* PROBLEM STATEMENT
Tell how many lines in the data below hold the string "SceneRasterizer"; give nothing but the number.

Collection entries
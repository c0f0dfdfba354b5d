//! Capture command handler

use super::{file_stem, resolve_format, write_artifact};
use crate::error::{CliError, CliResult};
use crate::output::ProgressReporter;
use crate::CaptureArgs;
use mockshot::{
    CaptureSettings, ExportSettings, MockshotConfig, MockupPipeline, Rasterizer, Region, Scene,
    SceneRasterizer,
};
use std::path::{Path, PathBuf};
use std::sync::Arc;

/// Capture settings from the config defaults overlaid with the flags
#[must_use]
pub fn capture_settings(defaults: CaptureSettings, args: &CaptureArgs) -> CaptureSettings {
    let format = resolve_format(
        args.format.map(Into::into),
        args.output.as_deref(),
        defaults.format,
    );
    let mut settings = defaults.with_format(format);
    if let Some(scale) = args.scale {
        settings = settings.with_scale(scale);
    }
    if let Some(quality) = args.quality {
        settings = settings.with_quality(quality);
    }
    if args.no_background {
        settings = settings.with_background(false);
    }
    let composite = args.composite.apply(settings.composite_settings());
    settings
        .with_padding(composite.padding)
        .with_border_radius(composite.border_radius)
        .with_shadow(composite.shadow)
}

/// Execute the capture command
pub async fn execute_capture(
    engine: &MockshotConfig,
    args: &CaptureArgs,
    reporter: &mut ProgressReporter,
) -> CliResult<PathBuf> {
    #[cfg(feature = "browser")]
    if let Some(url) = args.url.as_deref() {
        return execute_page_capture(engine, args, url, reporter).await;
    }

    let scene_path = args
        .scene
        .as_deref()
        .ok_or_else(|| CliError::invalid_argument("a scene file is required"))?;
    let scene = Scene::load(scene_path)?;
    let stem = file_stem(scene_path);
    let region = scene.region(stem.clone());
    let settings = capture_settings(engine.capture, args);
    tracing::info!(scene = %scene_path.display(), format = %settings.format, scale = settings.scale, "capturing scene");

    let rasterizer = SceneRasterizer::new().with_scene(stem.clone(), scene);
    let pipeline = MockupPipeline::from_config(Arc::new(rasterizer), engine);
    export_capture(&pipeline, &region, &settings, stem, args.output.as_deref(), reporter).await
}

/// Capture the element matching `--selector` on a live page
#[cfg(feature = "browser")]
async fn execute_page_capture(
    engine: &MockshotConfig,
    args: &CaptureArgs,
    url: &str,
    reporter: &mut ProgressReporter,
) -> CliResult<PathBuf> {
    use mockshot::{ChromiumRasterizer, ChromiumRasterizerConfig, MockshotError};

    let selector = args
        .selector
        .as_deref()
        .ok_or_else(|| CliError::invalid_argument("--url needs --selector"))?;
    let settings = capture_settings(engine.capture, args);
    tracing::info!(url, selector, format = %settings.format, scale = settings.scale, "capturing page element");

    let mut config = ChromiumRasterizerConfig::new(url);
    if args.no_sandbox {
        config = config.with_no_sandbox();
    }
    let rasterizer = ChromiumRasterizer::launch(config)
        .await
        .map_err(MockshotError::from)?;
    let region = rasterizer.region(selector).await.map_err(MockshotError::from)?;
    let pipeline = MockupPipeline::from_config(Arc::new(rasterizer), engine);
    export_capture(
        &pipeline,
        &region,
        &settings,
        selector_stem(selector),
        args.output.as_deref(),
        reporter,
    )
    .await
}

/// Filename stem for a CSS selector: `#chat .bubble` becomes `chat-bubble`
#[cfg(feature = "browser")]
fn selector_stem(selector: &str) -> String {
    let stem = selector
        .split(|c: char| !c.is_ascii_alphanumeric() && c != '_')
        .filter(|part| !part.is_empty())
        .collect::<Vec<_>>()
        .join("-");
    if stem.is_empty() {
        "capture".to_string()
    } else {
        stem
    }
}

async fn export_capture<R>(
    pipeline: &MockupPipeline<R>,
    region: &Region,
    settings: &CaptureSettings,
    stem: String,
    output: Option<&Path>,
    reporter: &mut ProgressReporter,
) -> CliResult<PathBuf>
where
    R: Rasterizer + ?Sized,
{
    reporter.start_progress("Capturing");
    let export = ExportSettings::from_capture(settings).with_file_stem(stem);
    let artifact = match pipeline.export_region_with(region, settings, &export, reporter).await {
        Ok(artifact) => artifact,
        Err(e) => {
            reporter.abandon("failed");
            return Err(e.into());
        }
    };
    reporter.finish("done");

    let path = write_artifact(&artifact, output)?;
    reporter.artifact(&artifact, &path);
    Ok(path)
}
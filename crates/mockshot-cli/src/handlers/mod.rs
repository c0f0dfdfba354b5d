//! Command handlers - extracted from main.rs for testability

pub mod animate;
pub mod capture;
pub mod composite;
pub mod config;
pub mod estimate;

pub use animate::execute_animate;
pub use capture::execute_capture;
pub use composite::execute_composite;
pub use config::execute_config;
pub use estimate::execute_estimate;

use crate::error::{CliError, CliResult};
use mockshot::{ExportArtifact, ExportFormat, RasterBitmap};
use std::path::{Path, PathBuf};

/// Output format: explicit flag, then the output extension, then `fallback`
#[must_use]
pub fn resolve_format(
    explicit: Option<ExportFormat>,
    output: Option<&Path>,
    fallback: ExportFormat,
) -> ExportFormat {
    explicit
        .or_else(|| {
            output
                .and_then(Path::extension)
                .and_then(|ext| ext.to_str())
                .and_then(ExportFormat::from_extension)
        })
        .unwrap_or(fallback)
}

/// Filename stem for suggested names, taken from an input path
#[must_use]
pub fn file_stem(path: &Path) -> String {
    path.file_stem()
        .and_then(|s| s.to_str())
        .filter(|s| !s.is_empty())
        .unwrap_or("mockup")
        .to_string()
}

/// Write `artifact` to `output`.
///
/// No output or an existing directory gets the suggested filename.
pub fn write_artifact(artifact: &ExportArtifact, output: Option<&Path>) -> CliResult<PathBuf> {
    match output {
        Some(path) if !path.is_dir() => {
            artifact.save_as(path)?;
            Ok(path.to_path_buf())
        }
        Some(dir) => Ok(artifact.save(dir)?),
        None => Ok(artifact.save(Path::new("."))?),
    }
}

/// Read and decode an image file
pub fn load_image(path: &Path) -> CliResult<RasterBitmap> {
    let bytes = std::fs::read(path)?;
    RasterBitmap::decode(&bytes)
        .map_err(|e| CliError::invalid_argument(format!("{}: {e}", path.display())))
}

* TASK OUTPUT
2